Lifestyle Modifications:
Diet: Emphasis on a balanced diet with reduced intake of processed foods, sugary drinks, and unhealthy fats
Increase intake of fruits, vegetables, and whole grains
Portion control is crucial
Physical Activity: Aim for at least 60 minutes of moderate-to-vigorous physical activity daily
Reduce sedentary time
Behavior Change: Address eating habits, emotional eating, and sleep patterns
Encourage family involvement and support
Setting realistic goals
Regular monitoring of weight and BMI is essential.

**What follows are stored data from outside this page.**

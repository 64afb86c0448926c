//! Report command implementations
//!
//! Percentages are pinned to the configured display range when printed;
//! `--json` output carries the computed values unchanged.

use anyhow::Result;
use callscope_core::{DeltaRatio, DeltaRecord, DisplayRange, MonthKey, Session};

use super::{print_json, truncate};

/// Percentage cell for a delta ratio; unbounded growth has no ratio
fn format_ratio(ratio: &DeltaRatio, range: &DisplayRange) -> String {
    match ratio.percent() {
        Some(p) => format!("{:+.1}%", range.clamp(p)),
        None => "N/A".to_string(),
    }
}

fn print_delta_table(title: &str, rows: &[DeltaRecord], range: &DisplayRange) {
    println!("   {}", title);
    println!(
        "   {:25} │ {:>7} │ {:>7} │ {:>7} │ {:>8}",
        "", "Before", "After", "Δ", "%"
    );
    println!("   ──────────────────────────┼─────────┼─────────┼─────────┼──────────");
    for row in rows {
        println!(
            "   {:25} │ {:>7} │ {:>7} │ {:>+7} │ {:>8}",
            truncate(&row.category.label(), 25),
            row.count_before,
            row.count_after,
            row.delta,
            format_ratio(&row.delta_ratio, range)
        );
    }
}

pub fn cmd_summary(session: &Session, month: MonthKey, json: bool) -> Result<()> {
    let summary = session.summarize_month(month)?;
    if json {
        return print_json(&summary);
    }

    println!();
    println!("📊 Month {} Summary", month);
    if let Some(range) = &summary.date_range {
        println!("   Period: {} to {}", range.from, range.to);
    }
    println!("   ─────────────────────────────────────────────");
    println!(
        "   Calls: {}    Modules: {}",
        summary.row_count, summary.distinct_modules
    );
    if summary.skipped_dates > 0 {
        println!("   Rows without a readable date: {}", summary.skipped_dates);
    }

    if summary.row_count == 0 {
        println!("   No calls in this month.");
        return Ok(());
    }

    println!();
    println!("   {:25} │ {:>6} │ {:>6}", "Category", "Count", "%");
    println!("   ──────────────────────────┼────────┼────────");
    for share in &summary.categories {
        println!(
            "   {:25} │ {:>6} │ {:>5.1}%",
            truncate(&share.category.label(), 25),
            share.count,
            share.percentage
        );
    }

    println!();
    println!("   {:25} │ {:>6} │ {:>6}", "Module", "Count", "%");
    println!("   ──────────────────────────┼────────┼────────");
    for share in &summary.modules {
        println!(
            "   {:25} │ {:>6} │ {:>5.1}%",
            truncate(&share.category.label(), 25),
            share.count,
            share.percentage
        );
    }

    if !summary.daily_counts.is_empty() {
        let busiest = summary
            .daily_counts
            .iter()
            .max_by_key(|d| d.count)
            .map(|d| (d.date, d.count));
        if let Some((date, count)) = busiest {
            println!();
            println!("   Busiest day: {} ({} calls)", date, count);
        }
    }

    Ok(())
}

pub fn cmd_compare(session: &Session, before: MonthKey, after: MonthKey, json: bool) -> Result<()> {
    let comparison = session.compare_months(before, after)?;
    if json {
        return print_json(&comparison);
    }
    let range = &session.config().display;
    let totals = &comparison.totals;

    println!();
    println!("📈 Month {} → Month {}", before, after);
    println!("   ─────────────────────────────────────────────");
    println!(
        "   Calls: {} → {} ({:+}, {:+.1}%)",
        totals.before,
        totals.after,
        totals.delta,
        range.clamp(totals.change_percent)
    );
    println!();
    print_delta_table("Categories", &comparison.categories, range);
    println!();
    print_delta_table("Modules", &comparison.modules, range);

    Ok(())
}

pub fn cmd_growth(
    session: &Session,
    before: MonthKey,
    after: MonthKey,
    top: Option<usize>,
    show_daily: bool,
    json: bool,
) -> Result<()> {
    let report = session.analyze_growth(before, after, top)?;
    if json {
        return print_json(&report);
    }
    let range = &session.config().display;

    println!();
    println!("🚀 Fastest-growing categories, month {} → {}", before, after);
    println!("   ─────────────────────────────────────────────");
    if report.top.is_empty() {
        println!("   No categories to compare.");
        return Ok(());
    }
    print_delta_table("Top categories", &report.top, range);

    if show_daily && !report.daily.dates.is_empty() {
        println!();
        println!("   Daily calls");
        let header: Vec<String> = report
            .daily
            .series
            .iter()
            .map(|s| format!("{:>10}", truncate(&s.category.label(), 10)))
            .collect();
        println!("   {:10} │ {}", "Date", header.join(" │ "));
        for (i, date) in report.daily.dates.iter().enumerate() {
            let cells: Vec<String> = report
                .daily
                .series
                .iter()
                .map(|s| format!("{:>10}", s.counts[i]))
                .collect();
            println!("   {:10} │ {}", date.format("%Y-%m-%d"), cells.join(" │ "));
        }
    }

    if let Some(weekly) = &report.weekly {
        if !weekly.weeks.is_empty() {
            println!();
            println!("   Weekly change (weeks starting Monday)");
            let header: Vec<String> = weekly
                .series
                .iter()
                .map(|s| format!("{:>10}", truncate(&s.category.label(), 10)))
                .collect();
            println!("   {:10} │ {}", "Week", header.join(" │ "));
            for (i, week) in weekly.weeks.iter().enumerate() {
                let cells: Vec<String> = weekly
                    .series
                    .iter()
                    .map(|s| {
                        let point = &s.points[i];
                        let mark = if point.unbounded { "*" } else { " " };
                        format!("{:>+9.1}%{}", range.clamp(point.percent), mark)
                    })
                    .collect();
                println!("   {:10} │ {}", week.format("%Y-%m-%d"), cells.join(" │ "));
            }
            println!("   * no calls in the earlier month that week");
        }
    }

    let skipped = report.daily.skipped_dates;
    if skipped > 0 {
        println!();
        println!("   ⚠️  {} rows had no readable date and are not in the trends", skipped);
    }

    Ok(())
}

Pharmacological Management:
Reserved for select cases, typically in adolescents with BMI ≥ 35 kg/m² or BMI ≥ 30 kg/m² with comorbidities, after failure of intensive lifestyle interventions
Medications like Orlistat (reduces fat absorption) or Liraglutide (GLP-1 receptor agonist) may be considered, with close monitoring for side effects
These require specialist supervision and adherence to strict protocols.
Bariatric Surgery:
Considered in carefully selected adolescents with severe obesity (BMI ≥ 40 kg/m², or BMI ≥ 35 kg/m² with serious comorbidities) who have failed to achieve sustainable weight loss through lifestyle interventions and pharmacotherapy
Requires a comprehensive multidisciplinary team evaluation and post-operative support.
Complications
Early Complications:
Psychological issues such as low self-esteem, depression, anxiety, and social isolation
Physical complications can include obstructive sleep apnea, orthopedic problems (e.g., pain, gait disturbances), and early signs of metabolic syndrome.
Late Complications:
Long-term sequelae include type 2 diabetes mellitus, hypertension, dyslipidemia, cardiovascular disease, non-alcoholic fatty liver disease, polycystic ovary syndrome (in girls), premature puberty, and an increased risk of obesity in adulthood
Certain cancers are also linked to obesity.
Prevention Strategies:
Primary prevention involves promoting healthy lifestyle habits from infancy
This includes breastfeeding, introduction of age-appropriate solid foods, encouraging physical activity, limiting screen time, and avoiding the marketing of unhealthy foods to children
Early identification and intervention for overweight children are crucial.
Prognosis
Factors Affecting Prognosis:
The prognosis depends on the severity of obesity, presence and severity of comorbidities, adherence to treatment, family support, and early initiation of interventions
Early and sustained lifestyle changes offer the best prognosis.
Outcomes:
Successful management can lead to improved metabolic parameters, reduced risk of chronic diseases, enhanced physical function, and better psychological well-being
However, childhood obesity can be a lifelong challenge, and long-term remission may be difficult to achieve without continuous effort.
Follow Up:
Regular follow-up is essential, typically every 3-6 months for monitoring weight, BMI, and comorbidities
This includes nutritional assessment, behavioral support, and adjustment of treatment plans as needed
Long-term follow-up into adulthood is recommended to maintain weight management and prevent recurrence of obesity and its complications.
Key Points
Exam Focus:
Understand the staged approach to pediatric obesity management
Know the BMI percentile cutoffs for overweight and obesity
Be familiar with the common comorbidities and their screening methods
Recognize indications for pharmacotherapy and bariatric surgery in adolescents.
Clinical Pearls:
Always involve the family in management plans
Emphasize gradual, sustainable lifestyle changes rather than crash diets
Use motivational interviewing techniques
Screen for psychological impact of obesity
Refer to specialized multidisciplinary teams when indicated.
Common Mistakes:
Underestimating the complexity of obesity as a chronic disease
Focusing solely on weight rather than health behaviors
Neglecting psychological aspects
Inadequate follow-up and support
Not considering comorbidities or their screening
Relying on single interventions instead of a comprehensive, staged approach.